Second, paid social marketing is contingent on targeting the right customers with the right message. However, only so much can be achieved by targeting generic clusters with a generic message; the chances are that those you are targeted are not even interested in what you are pushing. The result is wasted paid social spend, and difficulty being granted a paid social budget when you are unable to demonstrate a positive ROI from this channel.
The integrated data in a Customer Data Platform – and the granular detail it provides of who customers are, where they have been and how they have interacted with your business – provides marketers with a wealth of information about their customers. This makes targeting much more accurate, as marketers can group potential customers on the basis of much more detailed information – such as having previously browsed for a mortgage but not filled in an application, or interacting with a banking app in the last 24 hours.
Much like paid search optimisation, the key is to take this data source and plug it directly the platform – in this case, Facebook Ad Editor. With the richer data that a Customer Data Platform provides fed directly into the social media platform, marketers are able cluster potential leads on the basis of highly specific behaviours, and automate relevant, conversion inducing content. This integration means marketers do not have to manually segment customers, but instead can use Facebook’s capabilities and their rich data source to automate targeting at scale and in-real time; based on the every changing single customer view the Customer Data Platform provides.
Much like social media channels, one of the main challenges in email marketing is the data source that automations are based on. With purely demographic information being fed in, clustering and personalisation is highly limited and ineffective. However, with the granular single customer view being plugged into email automation tools – such as Marketo or MailChimp – financial services marketers can harness machine learning to create customer clusters based on highly specific customer engagements.
The artificial intelligence layer found in a Customer Data Platform can then match relevant content to these segments, and push the email out in masse. The difference between this and manually sending single emails to high prospect customers is evident.
For instance, emails sent one hour after cart abandonment have been shown to boost conversions by 100% (Grin). Without a rich data feed that uses machine learning to identify customers performing unique actions (such as abandoning a cart) and to send an email based on certain parameters (such as after a one hour time frame) how are marketers meant to catch these specific circumstances that can boost conversion rates and ROI?

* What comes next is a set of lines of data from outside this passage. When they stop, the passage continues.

//! One-shot countdown timer for a focus session.
//!
//! [`CountdownTimer`] is a pure state machine: it never schedules anything
//! itself. The host drives it by calling [`CountdownTimer::tick`] once per
//! wall-clock second while the timer is running and reacts to the returned
//! [`TickOutcome`]. Expiry is signalled exactly once per session.

/// Length of one focus session in seconds (25 minutes).
pub const SESSION_SECS: u32 = 25 * 60;

/// Outcome of a single [`CountdownTimer::tick`] call.
#[derive(Debug, Clone, Copy, PartialEq, Eq)]
pub enum TickOutcome {
    /// The timer was not running; nothing changed.
    Idle,
    /// One second elapsed; the countdown continues.
    Ticked,
    /// The countdown reached zero on this tick and stopped.
    ///
    /// Produced at most once per session: the tick that hits zero also
    /// clears the running flag, so later ticks report [`TickOutcome::Idle`].
    Expired,
}

/// A single-shot decrementing counter with start/reset controls.
///
/// Two states: idle (`running == false`) and running. An expired timer
/// (`remaining_secs == 0`) is an idle timer that needs a [`reset`] before
/// it can run again.
///
/// [`reset`]: CountdownTimer::reset
#[derive(Debug, Clone, PartialEq, Eq)]
pub struct CountdownTimer {
    remaining_secs: u32,
    running: bool,
}

impl CountdownTimer {
    /// Creates an idle timer holding a full session.
    #[must_use]
    pub const fn new() -> Self {
        Self {
            remaining_secs: SESSION_SECS,
            running: false,
        }
    }

    /// Starts the countdown.
    ///
    /// Returns true if the timer transitioned to running. Calling `start`
    /// while already running is a safe no-op (it never speeds up or resets
    /// the countdown), as is calling it on an expired timer — the host must
    /// [`reset`] first.
    ///
    /// [`reset`]: CountdownTimer::reset
    pub const fn start(&mut self) -> bool {
        if self.running || self.remaining_secs == 0 {
            return false;
        }
        self.running = true;
        true
    }

    /// Stops the countdown and restores the full session length.
    pub const fn reset(&mut self) {
        self.remaining_secs = SESSION_SECS;
        self.running = false;
    }

    /// Advances the countdown by one second.
    ///
    /// Only decrements while running; the remaining time never goes below
    /// zero. Ticks delivered while idle (e.g. queued across a reset) are
    /// reported as [`TickOutcome::Idle`] and change nothing.
    pub const fn tick(&mut self) -> TickOutcome {
        if !self.running {
            return TickOutcome::Idle;
        }
        self.remaining_secs -= 1;
        if self.remaining_secs == 0 {
            self.running = false;
            return TickOutcome::Expired;
        }
        TickOutcome::Ticked
    }

    /// Seconds left in the current session.
    #[must_use]
    pub const fn remaining_secs(&self) -> u32 {
        self.remaining_secs
    }

    /// Whether the countdown is currently advancing.
    #[must_use]
    pub const fn is_running(&self) -> bool {
        self.running
    }

    /// Whether the session has run down to zero.
    #[must_use]
    pub const fn is_expired(&self) -> bool {
        self.remaining_secs == 0
    }

    /// Elapsed fraction of the session, in `[0.0, 1.0]`.
    #[must_use]
    pub fn progress(&self) -> f64 {
        f64::from(SESSION_SECS - self.remaining_secs) / f64::from(SESSION_SECS)
    }
}

impl Default for CountdownTimer {
    fn default() -> Self {
        Self::new()
    }
}

/// Formats a second count as zero-padded `MM:SS`.
///
/// Minutes are `secs / 60` and may exceed two digits for inputs of an hour
/// or more; seconds are `secs % 60`. Pure and defined for every input.
#[must_use]
pub fn format_mm_ss(secs: u32) -> String {
    format!("{:02}:{:02}", secs / 60, secs % 60)
}
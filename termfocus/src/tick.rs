//! Cancelable one-second tick source for the countdown timer.
//!
//! The TUI event loop is synchronous (crossterm poll-based); the periodic
//! tick lives in a background tokio task and reaches the loop as [`Tick`]
//! events over a bounded mpsc channel. The [`Ticker`] handle is the single
//! owner of that task: dropping it aborts the task, so no exit path can
//! leave a periodic callback running.

use std::time::Duration;

use tokio::sync::mpsc;
use tokio::task::JoinHandle;
use tokio::time::{self, MissedTickBehavior};

/// One tick of the countdown clock.
#[derive(Debug, Clone, Copy, PartialEq, Eq)]
pub struct Tick;

/// Bounded capacity for in-flight ticks. The consumer drains every frame,
/// so a small buffer suffices; missed ticks are skipped, not replayed.
const TICK_CHANNEL_CAPACITY: usize = 8;

/// Handle owning the background tick task.
///
/// The task is aborted when the handle is dropped or [`stop`](Self::stop)
/// is called; receivers observe the channel closing.
#[derive(Debug)]
pub struct Ticker {
    handle: JoinHandle<()>,
}

impl Ticker {
    /// Cancels the tick task.
    ///
    /// Equivalent to dropping the handle; provided so call sites can name
    /// the state transition.
    pub fn stop(self) {
        self.handle.abort();
    }

    /// Whether the tick task has already terminated.
    #[must_use]
    pub fn is_finished(&self) -> bool {
        self.handle.is_finished()
    }
}

impl Drop for Ticker {
    fn drop(&mut self) {
        self.handle.abort();
    }
}

/// Spawns a tick task firing every `period`.
///
/// The first tick arrives one full `period` after the call (never
/// immediately), so a fresh session lasts its full wall-clock length. The
/// task exits on its own if the receiver is dropped.
#[must_use]
pub fn spawn(period: Duration) -> (Ticker, mpsc::Receiver<Tick>) {
    let (tx, rx) = mpsc::channel(TICK_CHANNEL_CAPACITY);
    let handle = tokio::spawn(async move {
        let mut interval = time::interval_at(time::Instant::now() + period, period);
        interval.set_missed_tick_behavior(MissedTickBehavior::Skip);
        loop {
            interval.tick().await;
            if tx.send(Tick).await.is_err() {
                // Receiver gone; nothing left to drive.
                break;
            }
        }
    });
    (Ticker { handle }, rx)
}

The message is simple – whilst rich data and a clear understanding of your customers and customer journey is priceless, being able to operationalise your insights at scale and in real-time is the next step in achieving seamless marketing channel optimisation. Marketers therefore need to focus on taking their rich, attribution data and plugging this in to marketing software to supercharge their automation and optimisation efforts. Without this, they are left with time consuming, manual work that will not bring about the marketing optimisation needed to boost conversions and ROI. Although this problem is not unique to the financial services, it is an area that marketers in this industry need to tackle in order to ensure they are not left behind in the digital marketing surge.